Un beau voyage dans le temps et dans sa tête
Il est des livres qui deviennent des classiques du voyage, tel "L'usage du Monde" de Nicolas Bouvier, et le livre de Jacques Lacarrière "L'été grec" fait partie de ceux-ci.
Déçue par un livre que je venais de lire au sujet du Mont Athos, j'ai empoigné celui de Jacques Lacarrière, je l'ai lu d'un trait, et je ne pouvais pas rester sans en parler. Il est LE livre qu'il faut avoir lu pour comprendre la Grèce, les Grecs, ce qui fait la beauté et la particularité de ce pays, de sa culture et de sa ou plutôt ses langues, sans en cacher les aspects moins idylliques que le tourisme de masse actuel ne voit pas, ou peu.
Je me suis "offert le luxe" de lire ce livre dans une vieille édition, datant de 1975, époque de sa parution.
Photos en noir et blanc illustrant certains récits, couverture représentant un aspect en voie de disparition de ce qu'était la Grèce (dont les îles), quelques dessins émaillant le texte par-ci par là... Que du bonheur dans les mains.
Je suis repartie par la pensée dans les deux décennies d'après la seconde guerre mondiale, époque pendant laquelle Jacques Lacarrière a effectué tous ses voyages en Grèce - le coup d'état des colonels, en 1967, mettra un terme à ses escapades annuelles en Grèce -, et dont il a fait le récit a posteriori dans le milieu des années 70.

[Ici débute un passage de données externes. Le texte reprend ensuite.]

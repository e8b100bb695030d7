use std::io::Write;

use crate::{args::OutputFormat, error::AppResult, metrics::RunSummary};

pub(crate) struct SummaryStats {
    pub(crate) iteration_success_x100: u64,
}

pub(crate) fn compute_summary_stats(summary: &RunSummary) -> SummaryStats {
    let iterations = summary.iterations_completed;
    let passed = iterations.saturating_sub(summary.iterations_failed);

    let iteration_success_x100 = if iterations > 0 {
        let scaled = u128::from(passed)
            .saturating_mul(10_000)
            .checked_div(u128::from(iterations))
            .unwrap_or(0);
        u64::try_from(scaled).unwrap_or(u64::MAX)
    } else {
        0
    };

    SummaryStats {
        iteration_success_x100,
    }
}

/// Writes the end-of-run summary in the requested format.
///
/// # Errors
///
/// Returns an error when the writer fails or JSON encoding fails.
pub(crate) fn write_summary<W: Write>(
    out: &mut W,
    summary: &RunSummary,
    format: OutputFormat,
) -> AppResult<()> {
    match format {
        OutputFormat::Json => {
            serde_json::to_writer_pretty(&mut *out, summary)?;
            writeln!(out)?;
        }
        OutputFormat::Text => write_text_summary(out, summary)?,
    }
    out.flush()?;
    Ok(())
}

fn write_text_summary<W: Write>(out: &mut W, summary: &RunSummary) -> std::io::Result<()> {
    let stats = compute_summary_stats(summary);

    writeln!(
        out,
        "Scenario: {} ({}, {} VUs)",
        summary.scenario, summary.executor, summary.vus
    )?;
    writeln!(out, "Target: {}", summary.base_url)?;
    writeln!(out, "Started: {}", summary.started_at)?;
    writeln!(
        out,
        "Duration: {}.{:03}s",
        summary.duration_ms / 1000,
        summary.duration_ms % 1000
    )?;
    writeln!(
        out,
        "Iterations: {} ({}.{:02}% passed, {} failed)",
        summary.iterations_completed,
        stats.iteration_success_x100 / 100,
        stats.iteration_success_x100 % 100,
        summary.iterations_failed
    )?;
    writeln!(
        out,
        "Requests: {} (page: {}, script: {})",
        summary.total_requests, summary.page_requests, summary.script_requests
    )?;
    writeln!(out, "Failed Requests: {}", summary.failed_requests)?;
    writeln!(out, "Timeouts: {}", summary.timeout_requests)?;
    writeln!(out, "Transport Errors: {}", summary.transport_errors)?;
    writeln!(out, "Data Received: {} bytes", summary.response_bytes)?;
    writeln!(
        out,
        "Min/Avg/Max Latency: {}ms / {}ms / {}ms",
        summary.min_latency_ms, summary.avg_latency_ms, summary.max_latency_ms
    )?;
    writeln!(
        out,
        "P50/P90/P99 Latency: {}ms / {}ms / {}ms",
        summary.p50_latency_ms, summary.p90_latency_ms, summary.p99_latency_ms
    )?;
    writeln!(out, "Avg Iteration: {}ms", summary.avg_iteration_ms)?;
    writeln!(out, "Avg RPS: {:.2}", summary.avg_rps)?;
    if summary.interrupted {
        writeln!(out, "Run interrupted before all iterations finished.")?;
    }
    Ok(())
}
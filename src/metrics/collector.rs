use std::time::Duration;

use tokio::{sync::mpsc, task::JoinHandle};

use super::{LatencyHistogram, RequestKind, RunHeader, RunSummary, Sample};

/// Running totals for one load run. Fed one `Sample` at a time by the
/// collector task.
#[derive(Debug)]
pub struct RunAggregate {
    histogram: Option<LatencyHistogram>,
    iterations_completed: u64,
    iterations_failed: u64,
    iteration_time_sum_ms: u128,
    total_requests: u64,
    page_requests: u64,
    script_requests: u64,
    failed_requests: u64,
    timeout_requests: u64,
    transport_errors: u64,
    response_bytes: u64,
    latency_sum_ms: u128,
    min_latency_ms: u64,
    max_latency_ms: u64,
}

impl Default for RunAggregate {
    fn default() -> Self {
        Self::new()
    }
}

impl RunAggregate {
    #[must_use]
    pub fn new() -> Self {
        let histogram = match LatencyHistogram::new() {
            Ok(histogram) => Some(histogram),
            Err(err) => {
                tracing::warn!("Latency percentiles disabled: {}", err);
                None
            }
        };
        Self {
            histogram,
            iterations_completed: 0,
            iterations_failed: 0,
            iteration_time_sum_ms: 0,
            total_requests: 0,
            page_requests: 0,
            script_requests: 0,
            failed_requests: 0,
            timeout_requests: 0,
            transport_errors: 0,
            response_bytes: 0,
            latency_sum_ms: 0,
            min_latency_ms: u64::MAX,
            max_latency_ms: 0,
        }
    }

    pub fn consume(&mut self, sample: &Sample) {
        match sample {
            Sample::Request(metric) => {
                let latency_ms = duration_ms(metric.response_time);
                self.total_requests = self.total_requests.saturating_add(1);
                match metric.kind {
                    RequestKind::Page => {
                        self.page_requests = self.page_requests.saturating_add(1);
                    }
                    RequestKind::Script => {
                        self.script_requests = self.script_requests.saturating_add(1);
                    }
                }
                if !metric.success() {
                    self.failed_requests = self.failed_requests.saturating_add(1);
                }
                if metric.timed_out {
                    self.timeout_requests = self.timeout_requests.saturating_add(1);
                }
                if metric.transport_error {
                    self.transport_errors = self.transport_errors.saturating_add(1);
                }
                self.response_bytes = self.response_bytes.saturating_add(metric.response_bytes);
                self.latency_sum_ms = self.latency_sum_ms.saturating_add(u128::from(latency_ms));
                self.min_latency_ms = self.min_latency_ms.min(latency_ms);
                self.max_latency_ms = self.max_latency_ms.max(latency_ms);
                if let Some(histogram) = self.histogram.as_mut() {
                    histogram.record(latency_ms);
                }
            }
            Sample::Iteration(metric) => {
                self.iterations_completed = self.iterations_completed.saturating_add(1);
                if metric.failed {
                    self.iterations_failed = self.iterations_failed.saturating_add(1);
                }
                self.iteration_time_sum_ms = self
                    .iteration_time_sum_ms
                    .saturating_add(u128::from(duration_ms(metric.duration)));
            }
        }
    }

    #[must_use]
    pub const fn total_requests(&self) -> u64 {
        self.total_requests
    }

    #[must_use]
    pub const fn iterations_completed(&self) -> u64 {
        self.iterations_completed
    }

    #[must_use]
    pub fn summarize(&self, header: RunHeader, elapsed: Duration, interrupted: bool) -> RunSummary {
        let (p50, p90, p99) = self
            .histogram
            .as_ref()
            .map_or((0, 0, 0), LatencyHistogram::percentiles);
        let min_latency_ms = if self.total_requests == 0 {
            0
        } else {
            self.min_latency_ms
        };
        let elapsed_ms = duration_ms(elapsed);
        RunSummary {
            scenario: header.scenario,
            executor: header.executor,
            base_url: header.base_url,
            started_at: header.started_at,
            duration_ms: elapsed_ms,
            interrupted,
            vus: header.vus,
            iterations_completed: self.iterations_completed,
            iterations_failed: self.iterations_failed,
            total_requests: self.total_requests,
            page_requests: self.page_requests,
            script_requests: self.script_requests,
            failed_requests: self.failed_requests,
            timeout_requests: self.timeout_requests,
            transport_errors: self.transport_errors,
            response_bytes: self.response_bytes,
            min_latency_ms,
            avg_latency_ms: average(self.latency_sum_ms, self.total_requests),
            max_latency_ms: self.max_latency_ms,
            p50_latency_ms: p50,
            p90_latency_ms: p90,
            p99_latency_ms: p99,
            avg_iteration_ms: average(self.iteration_time_sum_ms, self.iterations_completed),
            avg_rps: rate_per_second(self.total_requests, elapsed_ms),
        }
    }
}

/// Drains samples until every sender is dropped, then hands back the totals.
#[must_use]
pub fn setup_metrics_collector(mut metrics_rx: mpsc::Receiver<Sample>) -> JoinHandle<RunAggregate> {
    tokio::spawn(async move {
        let mut aggregate = RunAggregate::new();
        while let Some(sample) = metrics_rx.recv().await {
            aggregate.consume(&sample);
        }
        tracing::debug!(
            "Metrics collector finished after {} requests.",
            aggregate.total_requests()
        );
        aggregate
    })
}

fn duration_ms(duration: Duration) -> u64 {
    u64::try_from(duration.as_millis()).unwrap_or(u64::MAX)
}

fn rate_per_second(count: u64, elapsed_ms: u64) -> f64 {
    if elapsed_ms == 0 {
        return 0.0;
    }
    count as f64 * 1000.0 / elapsed_ms as f64
}

fn average(sum: u128, count: u64) -> u64 {
    let avg = sum.checked_div(u128::from(count)).unwrap_or(0);
    u64::try_from(avg).unwrap_or(u64::MAX)
}
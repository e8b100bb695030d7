use serde_json::Value;

use super::ReplContext;

static NULL: Value = Value::Null;

pub type Predicate = Box<dyn Fn(&Value) -> bool + Send + Sync>;

/// `prop(key)(obj)` is the value stored under `key`, or `None` when `obj`
/// is not an object or has no such key.
pub fn prop(key: impl Into<String>) -> impl Fn(&Value) -> Option<Value> {
    let key = key.into();
    move |obj: &Value| obj.get(key.as_str()).cloned()
}

/// `is(key)(val)(obj)` tests `obj[key] == val`. A missing key never
/// matches, not even `null`.
pub fn is(key: impl Into<String>) -> impl Fn(Value) -> Predicate {
    let key = key.into();
    move |val: Value| {
        let key = key.clone();
        Box::new(move |obj: &Value| obj.get(key.as_str()) == Some(&val)) as Predicate
    }
}

/// The submissions list, exactly as stored in the snapshot. `null` when the
/// snapshot has no `content.Submissions`.
#[must_use]
pub fn submissions(context: &ReplContext) -> &Value {
    context
        .state()
        .get("content")
        .and_then(|content| content.get("Submissions"))
        .unwrap_or(&NULL)
}

/// Dotted-path lookup. Object segments are keys, array segments are
/// indexes: `content.Submissions.0.Title`. An empty path is the root.
#[must_use]
pub fn lookup<'ctx>(context: &'ctx ReplContext, path: &str) -> Option<&'ctx Value> {
    let path = path.trim();
    if path.is_empty() {
        return Some(context.state());
    }
    path.split('.').try_fold(context.state(), |current, segment| match current {
        Value::Object(map) => map.get(segment),
        Value::Array(items) => segment
            .parse::<usize>()
            .ok()
            .and_then(|index| items.get(index)),
        Value::Null | Value::Bool(_) | Value::Number(_) | Value::String(_) => None,
    })
}
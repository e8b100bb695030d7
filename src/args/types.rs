use clap::ValueEnum;
use serde::{Deserialize, Serialize};
use std::num::{NonZeroU64, NonZeroUsize};

use crate::error::ValidationError;

/// How virtual users are handed iterations.
#[derive(Debug, Clone, Copy, ValueEnum, Deserialize, Serialize, PartialEq, Eq)]
#[serde(rename_all = "kebab-case")]
pub enum ExecutorKind {
    /// All VUs draw from one shared pool of iterations.
    SharedIterations,
    /// Every VU runs the full iteration count on its own.
    PerVuIterations,
}

impl ExecutorKind {
    #[must_use]
    pub const fn as_str(self) -> &'static str {
        match self {
            ExecutorKind::SharedIterations => "shared-iterations",
            ExecutorKind::PerVuIterations => "per-vu-iterations",
        }
    }
}

#[derive(Debug, Clone, Copy, ValueEnum, Deserialize, Serialize, PartialEq, Eq)]
#[serde(rename_all = "lowercase")]
pub enum OutputFormat {
    Text,
    Json,
}

/// Rendering used by `inspect`: one readable value per line, or JSON.
#[derive(Debug, Clone, Copy, ValueEnum, Deserialize, Serialize, PartialEq, Eq)]
#[serde(rename_all = "lowercase")]
pub enum InspectMode {
    Inspect,
    Json,
}

#[derive(Debug, Clone, Copy, PartialEq, Eq)]
pub struct PositiveU64(NonZeroU64);

impl PositiveU64 {
    #[must_use]
    pub const fn get(self) -> u64 {
        self.0.get()
    }
}

impl TryFrom<u64> for PositiveU64 {
    type Error = ValidationError;

    fn try_from(value: u64) -> Result<Self, Self::Error> {
        NonZeroU64::new(value)
            .map(PositiveU64)
            .ok_or(ValidationError::ValueTooSmall { min: 1 })
    }
}

impl std::str::FromStr for PositiveU64 {
    type Err = ValidationError;

    fn from_str(s: &str) -> Result<Self, Self::Err> {
        let value: u64 = s
            .trim()
            .parse()
            .map_err(|err| ValidationError::InvalidNumber { source: err })?;
        PositiveU64::try_from(value)
    }
}

impl From<PositiveU64> for u64 {
    fn from(value: PositiveU64) -> Self {
        value.get()
    }
}

#[derive(Debug, Clone, Copy, PartialEq, Eq)]
pub struct PositiveUsize(NonZeroUsize);

impl PositiveUsize {
    #[must_use]
    pub const fn get(self) -> usize {
        self.0.get()
    }
}

impl TryFrom<usize> for PositiveUsize {
    type Error = ValidationError;

    fn try_from(value: usize) -> Result<Self, Self::Error> {
        NonZeroUsize::new(value)
            .map(PositiveUsize)
            .ok_or(ValidationError::ValueTooSmall { min: 1 })
    }
}

impl std::str::FromStr for PositiveUsize {
    type Err = ValidationError;

    fn from_str(s: &str) -> Result<Self, Self::Err> {
        let value: usize = s
            .trim()
            .parse()
            .map_err(|err| ValidationError::InvalidNumber { source: err })?;
        PositiveUsize::try_from(value)
    }
}

impl From<PositiveUsize> for usize {
    fn from(value: PositiveUsize) -> Self {
        value.get()
    }
}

Cela m'a rappelé ce que j'avais vu lors de mes premiers voyages dans les îles grecques il y a plus de 30 ans. Aie aie aie, ça ne me rajeunit pas, mais j'ai pu constater combien les choses avaient changé pendant tout ce temps écoulé. Les commandes que l'on allait passer directement à la cuisine dans les tavernes, car il n'y avait pas encore de menus (au moins on avait vu avant ce qu'on allait manger...), les bateaux hors d'âge qui desservaient les îles et dont on se demandaient comment ils arrivaient encore à flotter avec toute la rouille de leur coque, les passagers grecs entassés sur les ponts assis sur des tapis (qu'ils avaient apportés avec eux pour améliorer leurs conditions de voyage), toute la smala installée avec les valises, les sacs, les paniers de provisions, et qui caquetait bruyamment (à cette époque, pas si lointaine, les touristes n'étaient pas en majorité, on se fondait dans la masse...), les hébergements chez l'habitant pour trois fois rien, sur la terrasse pour les moins "fortunés", qui permettaient à qui avait envie de voyager sans gros moyens financiers de le faire quand même (pas de piscine individuelle ni de transat devant la chambre, évidemment...).
Une époque bien révolue, une page définitivement tournée, mais que j'ai retrouvée avec plaisir en lisant le récit par Jacques Lacarrière de ses multiples et longs séjours en Grèce, continentale ou dans les îles. Il voyageait avec très peu d'argent, parlait couramment le grec, et c'est ce qui donne toute sa force à son récit, près de tous les grecs qui ont forcément croisé son chemin. Lumineux, optimiste, humain, un mode de vie engagé, en conformité avec ses convictions. Un concept qui se perd en ces temps de consommation effrénée, boulimique, et aliénante pour l'individu.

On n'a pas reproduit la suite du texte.